Thank you, thank you, thank you TwelveSteps and Jerry. I am in the middle of packing an overnight bag as I'm going away for a couple of days with my husband. Your posts have given me food for thought. I'll digest them better when I have more time.
God grant me the serenity to accept the things I cannot change; courage to change the things I can; and wisdom to know the difference.
Living one day at a time; Enjoying one moment at a time; Accepting hardships as the pathway to peace; Taking, as He did, this sinful world as it is, not as I would have it; Trusting that He will make all things right if I surrender to His Will; That I may be reasonably happy in this life and supremely happy with Him Forever in the next. Amen.
I know a member in my area who calls herself a "devout heathen". She's 21 years sober, goes to at least one meeting a day, has never taken the 12 steps, and is very comfortable and happy in her sobriety. I don't think too many people have been able to skip the Steps and still stay happily sober for that amount of time - but apparently it is possible. Anyway, it's probably true that the majority in THIS country have adopted some version of the Christian "God", but there is a very large minority (of which I'm one) who get by just fine having some other conception or remaining largely agnostic. The program will work for anyone who wants it to work for them. My sponsor is quite a bit too religious for my taste, and has done some things I find objectionable -- like assigning some non-AA reading with serious religious overtones, having a Bible prominently placed in his home, etc. However, I've managed to accept these things about him, just take what works for me and leave the rest. I'm sure you will be able to do the same - and then you'll be able to be of service to the many that follow you who are also uncomfortable with the Christian idea of "God".
You gotta admit it's kinda funny to find it "objectionable" that someone displays a Bible in his own home!

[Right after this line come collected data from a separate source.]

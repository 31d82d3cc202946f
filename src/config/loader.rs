use std::fs;
use std::path::{Path, PathBuf};
use thiserror::Error;

use crate::config::types::Config;

const MAX_PER_PAGE: u32 = 100;

/// Errors that can occur when loading configuration.
#[derive(Debug, Error)]
pub enum ConfigError {
    #[error("Failed to read config file '{path}': {source}")]
    ReadError {
        path: PathBuf,
        #[source]
        source: std::io::Error,
    },

    #[error("Failed to parse config file '{path}': {source}")]
    ParseError {
        path: PathBuf,
        #[source]
        source: toml::de::Error,
    },

    #[error("Config validation failed: {message}")]
    ValidationError { message: String },
}

impl Config {
    /// Returns the path to the configuration file.
    ///
    /// Uses `~/.config/repo-viewer/config.toml` on Unix/macOS,
    /// or equivalent on other platforms via `dirs::config_dir()`.
    /// Falls back to current directory if config_dir is unavailable.
    pub fn config_path() -> PathBuf {
        let config_dir = dirs::config_dir().unwrap_or_else(|| PathBuf::from("."));
        config_dir.join("repo-viewer").join("config.toml")
    }

    /// Loads configuration from the default config file.
    pub fn load() -> Result<Self, ConfigError> {
        Self::load_from(&Self::config_path())
    }

    /// Loads configuration from `path`.
    ///
    /// - If the file doesn't exist, returns `Config::default()`.
    /// - Otherwise parses it as TOML and validates.
    pub fn load_from(path: &Path) -> Result<Self, ConfigError> {
        if !path.exists() {
            return Ok(Config::default());
        }

        let content = fs::read_to_string(path).map_err(|e| ConfigError::ReadError {
            path: path.to_path_buf(),
            source: e,
        })?;

        let config: Config = toml::from_str(&content).map_err(|e| ConfigError::ParseError {
            path: path.to_path_buf(),
            source: e,
        })?;

        config.validate()?;
        Ok(config)
    }

    /// Validates the configuration.
    ///
    /// Checks:
    /// - The API base URL is http(s)
    /// - Page size is within what the search API serves
    /// - Timeouts and tick rate are non-zero
    pub fn validate(&self) -> Result<(), ConfigError> {
        let url = &self.github.api_base_url;
        if !(url.starts_with("https://") || url.starts_with("http://")) {
            return Err(ConfigError::ValidationError {
                message: format!("github.api_base_url '{}' must start with http:// or https://", url),
            });
        }

        if self.github.per_page == 0 || self.github.per_page > MAX_PER_PAGE {
            return Err(ConfigError::ValidationError {
                message: format!(
                    "github.per_page must be between 1 and {}, got {}",
                    MAX_PER_PAGE, self.github.per_page
                ),
            });
        }

        if self.github.timeout_seconds == 0 {
            return Err(ConfigError::ValidationError {
                message: "github.timeout_seconds must be greater than zero".to_string(),
            });
        }

        if self.ui.tick_rate_ms == 0 {
            return Err(ConfigError::ValidationError {
                message: "ui.tick_rate_ms must be greater than zero".to_string(),
            });
        }

        Ok(())
    }
}
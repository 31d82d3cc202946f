//! File logging for the TUI. The terminal belongs to ratatui, so nothing is
//! ever written to stdout or stderr once the UI is up.

use std::path::{Path, PathBuf};
use std::sync::Mutex;
use std::time::{SystemTime, UNIX_EPOCH};

use tracing_subscriber::EnvFilter;
use tracing_subscriber::{fmt, layer::SubscriberExt, util::SubscriberInitExt};

/// Environment variable naming the log file.
pub const LOG_ENV_VAR: &str = "REPO_VIEWER_LOG";

/// Filter used when `RUST_LOG` is unset: this crate at `info`, dependencies
/// (reqwest, hyper) only when they warn.
const DEFAULT_FILTER: &str = "warn,repo_viewer=info";

/// `{base}.{timestamp}.{pid}`, so concurrent instances never share a file.
pub fn log_file_path(base: &Path, timestamp: u64, pid: u32) -> PathBuf {
    let mut name = base.as_os_str().to_owned();
    name.push(format!(".{timestamp}.{pid}"));
    PathBuf::from(name)
}

/// Install the global subscriber if `REPO_VIEWER_LOG` is set.
///
/// Returns the file actually written to. Called before the terminal is
/// taken over, so a failure to open the file is still reported on stderr.
pub fn init_tracing() -> Option<PathBuf> {
    let base = PathBuf::from(std::env::var_os(LOG_ENV_VAR)?);
    let timestamp = SystemTime::now()
        .duration_since(UNIX_EPOCH)
        .map(|d| d.as_secs())
        .unwrap_or(0);
    let path = log_file_path(&base, timestamp, std::process::id());

    if let Some(parent) = path.parent().filter(|p| !p.as_os_str().is_empty()) {
        if let Err(err) = std::fs::create_dir_all(parent) {
            eprintln!("Warning: cannot create log directory {}: {err}", parent.display());
            return None;
        }
    }
    let file = match std::fs::File::create(&path) {
        Ok(file) => file,
        Err(err) => {
            eprintln!("Warning: cannot create log file {}: {err}", path.display());
            return None;
        }
    };

    let filter = EnvFilter::try_from_default_env().unwrap_or_else(|_| EnvFilter::new(DEFAULT_FILTER));
    let file_layer = fmt::layer()
        .with_writer(Mutex::new(file))
        .with_ansi(false)
        .with_target(true)
        .with_timer(fmt::time::UtcTime::rfc_3339());

    tracing_subscriber::registry()
        .with(filter)
        .with(file_layer)
        .init();
    Some(path)
}

#[cfg(test)]
mod tests {
    use super::*;

    #[test]
    fn log_file_gets_timestamp_and_pid_suffix() {
        let path = log_file_path(Path::new("/tmp/logs/viewer.log"), 1_700_000_000, 42);
        assert_eq!(path, PathBuf::from("/tmp/logs/viewer.log.1700000000.42"));
    }

    #[test]
    fn bare_file_name_stays_relative() {
        let path = log_file_path(Path::new("viewer.log"), 1, 2);
        assert_eq!(path, PathBuf::from("viewer.log.1.2"));
        assert_eq!(path.parent(), Some(Path::new("")));
    }

    #[test]
    fn default_filter_parses() {
        assert!(EnvFilter::try_new(DEFAULT_FILTER).is_ok());
    }
}
//! Shared test utilities and fakes.

#![allow(dead_code, unused_imports)]

use parking_lot::Mutex;
use repo_viewer::list::{Diff, RenderSurface, SectionId};
use repo_viewer::model::{FetchError, FixtureSource, Item, ItemId, Period, RepoModel, RepoSource};
use std::collections::HashMap;
use std::future::Future;
use std::sync::Arc;
use std::time::Duration;
use tokio::sync::Semaphore;

/// Render surface that replays every diff onto a plain row vector.
#[derive(Default)]
pub struct RecordingSurface {
    pub rows: Vec<ItemId>,
    pub error: Option<String>,
    pub applied: usize,
}

impl RecordingSurface {
    pub fn ids(&self) -> Vec<u64> {
        self.rows.iter().map(|id| id.0).collect()
    }
}

impl RenderSurface for RecordingSurface {
    fn apply(&mut self, section: SectionId, diff: &Diff) {
        assert_eq!(section, SectionId::Rows);
        diff.apply_to(&mut self.rows);
        self.applied += 1;
    }

    fn show_error(&mut self, message: Option<&str>) {
        self.error = message.map(str::to_string);
    }
}

/// Items `alpha`, `beta`, ... with ids starting at `first_id`.
pub fn named_items(first_id: u64, names: &[&str]) -> Vec<Item> {
    names
        .iter()
        .enumerate()
        .map(|(offset, name)| Item::new(first_id + offset as u64, *name))
        .collect()
}

/// Fixture source whose fetches wait until the test opens the gate for
/// their period, one fetch per `release`.
pub struct GatedSource {
    inner: FixtureSource,
    gates: HashMap<Period, Arc<Semaphore>>,
}

impl GatedSource {
    pub fn new(inner: FixtureSource) -> Self {
        let gates = Period::ALL
            .iter()
            .map(|period| (*period, Arc::new(Semaphore::new(0))))
            .collect();
        Self { inner, gates }
    }

    pub fn release(&self, period: Period) {
        self.gates[&period].add_permits(1);
    }
}

impl RepoSource for GatedSource {
    fn fetch_page(
        &self,
        period: Period,
        page: u32,
    ) -> impl Future<Output = Result<Vec<Item>, FetchError>> + Send {
        let gate = Arc::clone(&self.gates[&period]);
        let fetch = self.inner.fetch_page(period, page);
        async move {
            gate.acquire().await.expect("gate closed").forget();
            fetch.await
        }
    }
}

/// Ask for the next page and wait until the model reports completion.
pub async fn load_more(model: &dyn RepoModel) {
    let (tx, rx) = tokio::sync::oneshot::channel();
    model.load_more_items(Box::new(move || {
        let _ = tx.send(());
    }));
    tokio::time::timeout(Duration::from_secs(5), rx)
        .await
        .expect("load did not complete in time")
        .expect("completion dropped");
}

pub fn ids(model: &dyn RepoModel) -> Vec<u64> {
    model.items().iter().map(|item| item.id.0).collect()
}
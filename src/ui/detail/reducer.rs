use crate::ui::detail::intent::DetailIntent;
use crate::ui::detail::state::DetailPaneState;
use crate::ui::mvi::Reducer;

pub struct DetailReducer;

impl Reducer for DetailReducer {
    type State = DetailPaneState;
    type Intent = DetailIntent;

    fn reduce(state: Self::State, intent: Self::Intent) -> Self::State {
        match intent {
            DetailIntent::Show { item, favourite } => DetailPaneState::Showing { item, favourite },
            DetailIntent::Stale { id } => DetailPaneState::Stale { id },
            DetailIntent::FavouriteChanged { id, favourite } => match state {
                DetailPaneState::Showing { item, .. } if item.id == id => {
                    DetailPaneState::Showing { item, favourite }
                }
                other => other,
            },
            DetailIntent::Clear => DetailPaneState::Empty,
        }
    }
}

#[cfg(test)]
mod tests {
    use super::*;
    use crate::model::{Item, ItemId};

    #[test]
    fn favourite_change_only_touches_shown_item() {
        let shown = DetailPaneState::Showing {
            item: Item::new(1, "a/b"),
            favourite: false,
        };
        let other = DetailReducer::reduce(
            shown.clone(),
            DetailIntent::FavouriteChanged {
                id: ItemId(2),
                favourite: true,
            },
        );
        assert_eq!(other, shown);

        let same = DetailReducer::reduce(
            shown,
            DetailIntent::FavouriteChanged {
                id: ItemId(1),
                favourite: true,
            },
        );
        assert!(matches!(same, DetailPaneState::Showing { favourite: true, .. }));
    }

    #[test]
    fn stale_replaces_whatever_was_shown() {
        let state = DetailReducer::reduce(
            DetailPaneState::Empty,
            DetailIntent::Stale { id: ItemId(9) },
        );
        assert_eq!(state, DetailPaneState::Stale { id: ItemId(9) });
        assert_eq!(state.item(), None);
    }
}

I know what you mean, though about the rest. My sponsor has a tendency to forward me those ultra-inspiring powerpoint slideshows with sunsets and flowers and puppies and babies with "inspirational" "poetry" (which I find to be neither)--the kinda stuff that makes me want to throw up in my mouth a little.
I know she forwards them to everyone on her email list, though, so I don't take it personally. I know where the "delete" button on my email is.

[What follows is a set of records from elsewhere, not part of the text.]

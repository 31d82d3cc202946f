use crate::ui::mvi::UiState;

/// Search bar contents. `editing` is true while keystrokes go to the bar.
#[derive(Debug, Clone, PartialEq, Eq, Default)]
pub struct SearchBarState {
    pub text: String,
    pub editing: bool,
}

impl UiState for SearchBarState {}

impl SearchBarState {
    pub fn is_active(&self) -> bool {
        self.editing || !self.text.is_empty()
    }
}
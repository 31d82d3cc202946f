//! Marker trait for reducer-owned state.

/// States are replaced, never patched: `Clone` to derive a new one,
/// `PartialEq` to detect changes, `Default` for the initial value.
pub trait UiState: Clone + PartialEq + Default + Send + 'static {}
use crossterm::event::{KeyCode, KeyEvent, KeyEventKind, KeyModifiers};

use crate::model::Period;
use crate::ui::app::App;
use crate::ui::search::SearchIntent;

const PAGE_ROWS: isize = 10;

pub fn handle_key(app: &mut App, key: KeyEvent) {
    if key.kind != KeyEventKind::Press {
        return;
    }

    if is_ctrl_char(key, 'q') || is_ctrl_char(key, 'c') {
        app.request_quit();
        return;
    }

    if is_ctrl_char(key, 'r') {
        app.request_load_more();
        return;
    }

    if app.search().editing {
        handle_search_key(app, key);
        return;
    }

    match key.code {
        KeyCode::Char('q') => app.request_quit(),
        KeyCode::Char('/') => app.dispatch_search(SearchIntent::Focus),
        KeyCode::Esc => {
            if app.search().is_active() {
                app.dispatch_search(SearchIntent::Cancel);
            } else {
                app.close_detail();
            }
        }
        KeyCode::Up | KeyCode::Char('k') => app.move_selection(-1),
        KeyCode::Down | KeyCode::Char('j') => app.move_selection(1),
        KeyCode::PageUp => app.move_selection(-PAGE_ROWS),
        KeyCode::PageDown => app.move_selection(PAGE_ROWS),
        KeyCode::Home | KeyCode::Char('g') => app.select_first(),
        KeyCode::End | KeyCode::Char('G') => {
            app.select_last();
            // Reaching the bottom asks for the next page, like pulling to refresh.
            app.request_load_more();
        }
        KeyCode::Enter => app.open_selected(),
        KeyCode::Tab | KeyCode::BackTab => app.switch_domain(),
        KeyCode::Left => app.previous_scope(),
        KeyCode::Right => app.next_scope(),
        KeyCode::Char('f') => app.toggle_favourite(),
        KeyCode::Char('r') => app.request_load_more(),
        KeyCode::Char('R') => app.reload(),
        KeyCode::Char(ch) => {
            if let Some(period) = ch
                .to_digit(10)
                .and_then(|digit| (digit as usize).checked_sub(1))
                .and_then(Period::from_index)
            {
                app.set_scope(period);
            }
        }
        _ => {}
    }
}

fn handle_search_key(app: &mut App, key: KeyEvent) {
    match key.code {
        KeyCode::Esc => app.dispatch_search(SearchIntent::Cancel),
        KeyCode::Enter => app.dispatch_search(SearchIntent::Submit),
        KeyCode::Backspace => app.dispatch_search(SearchIntent::Backspace),
        KeyCode::Up => app.move_selection(-1),
        KeyCode::Down => app.move_selection(1),
        KeyCode::Char(ch) if !key.modifiers.contains(KeyModifiers::CONTROL) => {
            app.dispatch_search(SearchIntent::Insert(ch))
        }
        _ => {}
    }
}

fn is_ctrl_char(key: KeyEvent, needle: char) -> bool {
    matches!(key.code, KeyCode::Char(ch) if ch.eq_ignore_ascii_case(&needle))
        && key.modifiers.contains(KeyModifiers::CONTROL)
}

Still, she is very tolerant and understanding about my own sort of amorphous religious beliefs (agnostic with an open mind, I'd like to think), and doesn't try to pressure me to accept her concept of God. She has good sobriety and lives the program according to its principles.
I like what Chris had to say about being tolerant of practices like the Lord's Prayer. I say it, and I'm not sure to whom I'm saying it, but a little gratitude and expression for a desire to forgive others, and so forth, never hurts (in my opinion).
Oh, and a big WELCOME to Brandysnap! Glad you have joined us!
-- Edited by Lexie on Monday 26th of July 2010 07:52:32 PM
I was raised Unitarian Universalist which is a very secular religion where some members are even atheist. It is like AA where you can believe what you want more or less. Anyhow, I didn't even know the Lord's Prayer until I came into AA. What I do is focus on the actual words in the prayer rather than where it came from. I do want my higher power's will to be done. I would like to to live in a world where I have sustenence to survive (daily bread). I very much would like to be forgiven of my trespasses and forgive those who trespass against me. And...there is something glorious about all of this, even though I don't fully understand it and I don't have to. Hence, I have no problem with the Lords Prayer AT ALL and this comes from a super liberal unitarian universalist democrat...shrug.